(Supplied records Opens)

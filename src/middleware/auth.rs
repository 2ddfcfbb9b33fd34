// SPDX-License-Identifier: MIT
// Copyright 2026 Roland Dreier <roland@rolandd.dev>

//! Session gate for the dashboard routes.

use crate::AppState;
use axum::{
    extract::{Request, State},
    middleware::Next,
    response::{IntoResponse, Redirect, Response},
};
use std::sync::Arc;

/// Middleware that requires a valid session.
///
/// Without one the login view is restored and the browser is sent to `/`.
/// The wrapped handler never runs, so no backend request is made.
pub async fn require_session(
    State(state): State<Arc<AppState>>,
    request: Request,
    next: Next,
) -> Response {
    if state.auth.is_session_valid() {
        return next.run(request).await;
    }

    tracing::debug!(path = %request.uri().path(), "No valid session, redirecting to login");
    let mut page = state.page.write().await;
    if page.is_authenticated() {
        page.show_login();
    }
    Redirect::to("/").into_response()
}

(Supplied records Closes)

#### Action item:
The number alone, please: how many lines in the data contain the string "await"?

#### Task solution:
2